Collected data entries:
_____

//! Mapping from domain errors to HTTP responses.

use axum::http::StatusCode;
use axum::response::{IntoResponse, Json, Response};
use hims_access::{AuthError, Section};
use hims_core::{EditorError, EncounterError, StoreError};
use hims_files::UploadError;
use serde_json::json;

#[derive(Debug, thiserror::Error)]
pub enum ApiError {
    /// Missing or unknown `x-session-token`.
    #[error("not signed in")]
    Unauthenticated,
    #[error(transparent)]
    Auth(#[from] AuthError),
    /// The operator's role may not enter the section behind this endpoint.
    #[error("{section} is not available to this operator")]
    Denied { section: Section, redirect_to: Section },
    #[error("{0}")]
    BadRequest(String),
    #[error(transparent)]
    Encounter(#[from] EncounterError),
    #[error(transparent)]
    Upload(#[from] UploadError),
}

pub type ApiResult<T> = std::result::Result<T, ApiError>;

impl ApiError {
    pub fn status(&self) -> StatusCode {
        match self {
            ApiError::Unauthenticated | ApiError::Auth(_) => StatusCode::UNAUTHORIZED,
            ApiError::Denied { .. } => StatusCode::FORBIDDEN,
            ApiError::BadRequest(_) => StatusCode::BAD_REQUEST,
            ApiError::Encounter(e) => match e {
                EncounterError::NoActiveEncounter | EncounterError::SessionCompleted => {
                    StatusCode::CONFLICT
                }
                EncounterError::Change(_) => StatusCode::BAD_REQUEST,
                EncounterError::Editor(EditorError::UnknownId { .. }) => StatusCode::NOT_FOUND,
                EncounterError::Editor(_) => StatusCode::BAD_REQUEST,
                EncounterError::Validation(_) => StatusCode::UNPROCESSABLE_ENTITY,
                EncounterError::Store(StoreError::AlreadyCompleted(_)) => StatusCode::CONFLICT,
                EncounterError::Store(_) => StatusCode::INTERNAL_SERVER_ERROR,
            },
            ApiError::Upload(e) => match e {
                UploadError::Empty | UploadError::InvalidHash(_) => StatusCode::BAD_REQUEST,
                UploadError::TooLarge { .. } => StatusCode::PAYLOAD_TOO_LARGE,
                UploadError::UnsupportedType(_) | UploadError::MediaTypeMismatch { .. } => {
                    StatusCode::UNSUPPORTED_MEDIA_TYPE
                }
                UploadError::NotFound(_) => StatusCode::NOT_FOUND,
                UploadError::InvalidRootDirectory(_) | UploadError::Io(_) => {
                    StatusCode::INTERNAL_SERVER_ERROR
                }
            },
        }
    }
}

impl IntoResponse for ApiError {
    fn into_response(self) -> Response {
        let status = self.status();
        if status.is_server_error() {
            tracing::error!(error = ?self, "request failed");
        }

        let body = match &self {
            ApiError::Encounter(EncounterError::Validation(failure)) => json!({
                "error": self.to_string(),
                "ruleId": failure.rule_id,
                "section": failure.section,
                "message": failure.message,
            }),
            ApiError::Denied {
                section,
                redirect_to,
            } => json!({
                "error": self.to_string(),
                "section": section,
                "redirectTo": redirect_to,
            }),
            ApiError::Encounter(EncounterError::Store(_))
            | ApiError::Upload(UploadError::Io(_) | UploadError::InvalidRootDirectory(_)) => {
                json!({ "error": "Internal error" })
            }
            _ => json!({ "error": self.to_string() }),
        };

        (status, Json(body)).into_response()
    }
}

_____

> [What needs to be done] Every record above is to be copied out exactly.

> [Solution to this exercise]
//! Mapping from domain errors to HTTP responses.

use axum::http::StatusCode;
use axum::response::{IntoResponse, Json, Response};
use hims_access::{AuthError, Section};
use hims_core::{EditorError, EncounterError, StoreError};
use hims_files::UploadError;
use serde_json::json;

#[derive(Debug, thiserror::Error)]
pub enum ApiError {
    /// Missing or unknown `x-session-token`.
    #[error("not signed in")]
    Unauthenticated,
    #[error(transparent)]
    Auth(#[from] AuthError),
    /// The operator's role may not enter the section behind this endpoint.
    #[error("{section} is not available to this operator")]
    Denied { section: Section, redirect_to: Section },
    #[error("{0}")]
    BadRequest(String),
    #[error(transparent)]
    Encounter(#[from] EncounterError),
    #[error(transparent)]
    Upload(#[from] UploadError),
}

pub type ApiResult<T> = std::result::Result<T, ApiError>;

impl ApiError {
    pub fn status(&self) -> StatusCode {
        match self {
            ApiError::Unauthenticated | ApiError::Auth(_) => StatusCode::UNAUTHORIZED,
            ApiError::Denied { .. } => StatusCode::FORBIDDEN,
            ApiError::BadRequest(_) => StatusCode::BAD_REQUEST,
            ApiError::Encounter(e) => match e {
                EncounterError::NoActiveEncounter | EncounterError::SessionCompleted => {
                    StatusCode::CONFLICT
                }
                EncounterError::Change(_) => StatusCode::BAD_REQUEST,
                EncounterError::Editor(EditorError::UnknownId { .. }) => StatusCode::NOT_FOUND,
                EncounterError::Editor(_) => StatusCode::BAD_REQUEST,
                EncounterError::Validation(_) => StatusCode::UNPROCESSABLE_ENTITY,
                EncounterError::Store(StoreError::AlreadyCompleted(_)) => StatusCode::CONFLICT,
                EncounterError::Store(_) => StatusCode::INTERNAL_SERVER_ERROR,
            },
            ApiError::Upload(e) => match e {
                UploadError::Empty | UploadError::InvalidHash(_) => StatusCode::BAD_REQUEST,
                UploadError::TooLarge { .. } => StatusCode::PAYLOAD_TOO_LARGE,
                UploadError::UnsupportedType(_) | UploadError::MediaTypeMismatch { .. } => {
                    StatusCode::UNSUPPORTED_MEDIA_TYPE
                }
                UploadError::NotFound(_) => StatusCode::NOT_FOUND,
                UploadError::InvalidRootDirectory(_) | UploadError::Io(_) => {
                    StatusCode::INTERNAL_SERVER_ERROR
                }
            },
        }
    }
}

impl IntoResponse for ApiError {
    fn into_response(self) -> Response {
        let status = self.status();
        if status.is_server_error() {
            tracing::error!(error = ?self, "request failed");
        }

        let body = match &self {
            ApiError::Encounter(EncounterError::Validation(failure)) => json!({
                "error": self.to_string(),
                "ruleId": failure.rule_id,
                "section": failure.section,
                "message": failure.message,
            }),
            ApiError::Denied {
                section,
                redirect_to,
            } => json!({
                "error": self.to_string(),
                "section": section,
                "redirectTo": redirect_to,
            }),
            ApiError::Encounter(EncounterError::Store(_))
            | ApiError::Upload(UploadError::Io(_) | UploadError::InvalidRootDirectory(_)) => {
                json!({ "error": "Internal error" })
            }
            _ => json!({ "error": self.to_string() }),
        };

        (status, Json(body)).into_response()
    }
}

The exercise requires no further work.